PLN IP Berdayakan Napi Nusakambangan Kelola Limbah Batu Bara Jadi Bahan Bangunan

JAKARTA – PLN Indonesia Power ( PLN IP ) memberdayakan narapidana untuk memanfaatkan abu sisa pembakaran batu bara (fly ash and bottom ash/FABA) dari PLTU Adipala, Cilacap, Jawa Tengah. Hal ini dijalankan lewat kerja identik dengan Kementerian Imigrasi serta Pemasyarakatan (IMIPAS).
Direktur Utama PLN Darmawan Prasodjo menyatakan Faba ini akan ditingkatkan nilai tambahnya untuk dijadikan material materi bangunan hingga pupuk oleh komunitas Narapidana (Napi) Lembaga Pemasyarakatan (Lapas) Nusakambangan, Cilacap. Menurutnya, pemanfaatan Faba oleh Napi Lapas Nusakambangan ini sejalan dengan konsep Environmental, Social & Governance (ESG).
“Kami ingin meyakinkan bahwa pembangkit PLN tidaklah belaka menyediakan listrik, tetapi juga menggerakkan roda dunia usaha serta memberikan dampak positif bagi lingkungan juga masyarakat,” ujar Darmawan melalui pernyataannya, Hari Senin (10/2/2025).
Dia menjelaskan, Faba adalah sisa pembakaran batu bara dari PLTU yang dimaksud miliki nilai ekonomis tinggi kemudian berkualitas. Ke depannya, hasil olahan Faba dari warga binaan Lapas diharapkan mampu menjadi produk-produk berkualitas. “Lebih dari itu, kami ingin memverifikasi bahwa pelatihan ini memberikan khasiat nyata sehingga setelahnya selesai menjalani masa pembinaan, warga binaan Lapas dapat memiliki keterampilan yang dimaksud bisa jadi digunakan untuk meningkatkan kesejahteraannya,” tegas Darmawan.
Lebih lanjut, inisiatif ini juga dapat menjadi sumber daya yang dimaksud potensial di konstruksi infrastruktur dan juga memperkuat konsep kegiatan ekonomi sirkular kerakyatan. Darmawan menjelaskan, pihaknya tiada hanya saja berperan sebagai penyedia energi, tetapi juga berazam untuk menggalang perkembangan berkelanjutan juga pemberdayaan masyarakat, termasuk dalam lingkungan lapas.
Sementara, Direktur Utama PLN IP Edwin Nugraha Putra menjelaskan bahwa PLTU Adipala yang dimaksud mempunyai daya terpasang sebesar 660 MW ini mengkonsumsi batu bara sebanyak 2 jt ton untuk memproduksi listrik sepanjang 2024. Dari aktivitas yang disebutkan memunculkan FABA sebanyak 78.282 ton.

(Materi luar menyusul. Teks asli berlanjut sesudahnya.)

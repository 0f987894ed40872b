//! Session handles: the hub-facing side of one live connection.

use tokio::sync::mpsc;
use tokio::sync::mpsc::error::TrySendError;
use uuid::Uuid;

/// Opaque identifier for one live connection.
#[derive(Debug, Clone, Copy, PartialEq, Eq, Hash)]
pub struct SessionId(Uuid);

impl SessionId {
    fn generate() -> Self {
        Self(Uuid::new_v4())
    }
}

impl std::fmt::Display for SessionId {
    fn fmt(&self, f: &mut std::fmt::Formatter<'_>) -> std::fmt::Result {
        self.0.fmt(f)
    }
}

/// A push into a session's outbound buffer failed.
#[derive(Debug, PartialEq, Eq)]
pub enum SessionPushError {
    /// The bounded buffer is full: the member is not keeping up.
    BufferFull,
    /// The write loop is gone; the session is already closing.
    Closed,
}

/// The hub-facing handle of one connection session.
///
/// The hub holds the only long-lived copy of a session's handle, so its
/// membership map doubles as the liveness record: dropping the handle closes
/// the outbound channel, which ends the session's write loop.
#[derive(Debug, Clone)]
pub struct SessionHandle {
    pub id: SessionId,
    /// Sender identity, supplied by the authenticated caller and trusted
    /// as handed in.
    pub user: String,
    outbound: mpsc::Sender<String>,
}

impl SessionHandle {
    /// Create a handle and the receiving side of its bounded outbound
    /// buffer. The receiver is drained by the session's write loop.
    pub fn new(user: String, buffer_capacity: usize) -> (Self, mpsc::Receiver<String>) {
        let (tx, rx) = mpsc::channel(buffer_capacity);
        (
            Self {
                id: SessionId::generate(),
                user,
                outbound: tx,
            },
            rx,
        )
    }

    /// Push one serialized frame without blocking.
    pub(crate) fn try_push(&self, frame: String) -> Result<(), SessionPushError> {
        self.outbound.try_send(frame).map_err(|e| match e {
            TrySendError::Full(_) => SessionPushError::BufferFull,
            TrySendError::Closed(_) => SessionPushError::Closed,
        })
    }
}

#[cfg(test)]
mod tests {
    use super::*;

    #[test]
    fn test_try_push_delivers_until_buffer_is_full() {
        // given: a session with capacity 2 and no reader draining it
        let (session, mut rx) = SessionHandle::new("alice".to_string(), 2);

        // when:
        let first = session.try_push("one".to_string());
        let second = session.try_push("two".to_string());
        let third = session.try_push("three".to_string());

        // then: the third push observes a full buffer
        assert_eq!(first, Ok(()));
        assert_eq!(second, Ok(()));
        assert_eq!(third, Err(SessionPushError::BufferFull));
        assert_eq!(rx.try_recv(), Ok("one".to_string()));
        assert_eq!(rx.try_recv(), Ok("two".to_string()));
    }

    #[test]
    fn test_try_push_reports_closed_when_receiver_dropped() {
        // given:
        let (session, rx) = SessionHandle::new("alice".to_string(), 2);
        drop(rx);

        // when:
        let result = session.try_push("one".to_string());

        // then:
        assert_eq!(result, Err(SessionPushError::Closed));
    }

    #[test]
    fn test_session_ids_are_unique() {
        // given:
        let (a, _rx_a) = SessionHandle::new("alice".to_string(), 1);
        let (b, _rx_b) = SessionHandle::new("alice".to_string(), 1);

        // then:
        assert_ne!(a.id, b.id);
    }
}
//! Multi-room WebSocket chat server library.
//!
//! Clients join named rooms over persistent WebSocket connections; each room
//! is owned by a single hub task that serializes membership changes and
//! message fan-out, and hands accepted messages off for durable storage.

pub mod common;
pub mod domain;
pub mod gateway;
pub mod hub;
pub mod server;
//! HTTP/WebSocket surface of the chat server.

mod handler;
mod runner;
mod signal;
mod state;

pub use runner::run_server;
pub use state::{AppState, ServerConfig};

“Faba yang dimaksud dihasilka pembakaran PLTU Adipala ini dapat dimanfaatkan untuk menghasilkan kembali berbagai macam produk, di tempat antaranya substansi baku material untuk pengerjaan dan juga juga pupuk untuk mengupayakan sektor pertanian,” papar Edwin.
Menurutnya, dengan adanya pemanfaatan Faba oleh Napi Lapas Nusakambangan maka akan menggalakkan sektor ekonomi kerakyatan serta memberikan bekal yang bermanfaat apabila Napi yang dimaksud telah dilakukan kembali ke masyarakat.
“Pemanfaatan Faba ini dapat menciptakan multiplier effect baik dari sisi lingkungan, pembangunan hingga perekonomian,” ucapnya.
Senior Manager PLN IP UBP PLTU Adipala I Wayan Arimbawa mengatakan, substansi bangunan dari campuran material Faba memiliki kekuatan yang mana tambahan baik dari material pada umumnya. Pemanfaatan Faba ada beberapa tahap, pertama mempersiapkan material Fly Ash juga Bottom Ash (FABA), kemudian pada tahap kedua, memasukan ke mesin mixer untuk diadakan pencampuran dengan semen yang mana dijadikan perekat.
Dari proses pencampuran masuk ke mesin pencetak sehingga menjadi paving dan juga terakhir dilaksanakan pengeringan dengan penyimpakan selama 14 hari untuk mendapatkan hasil yang digunakan maksimal.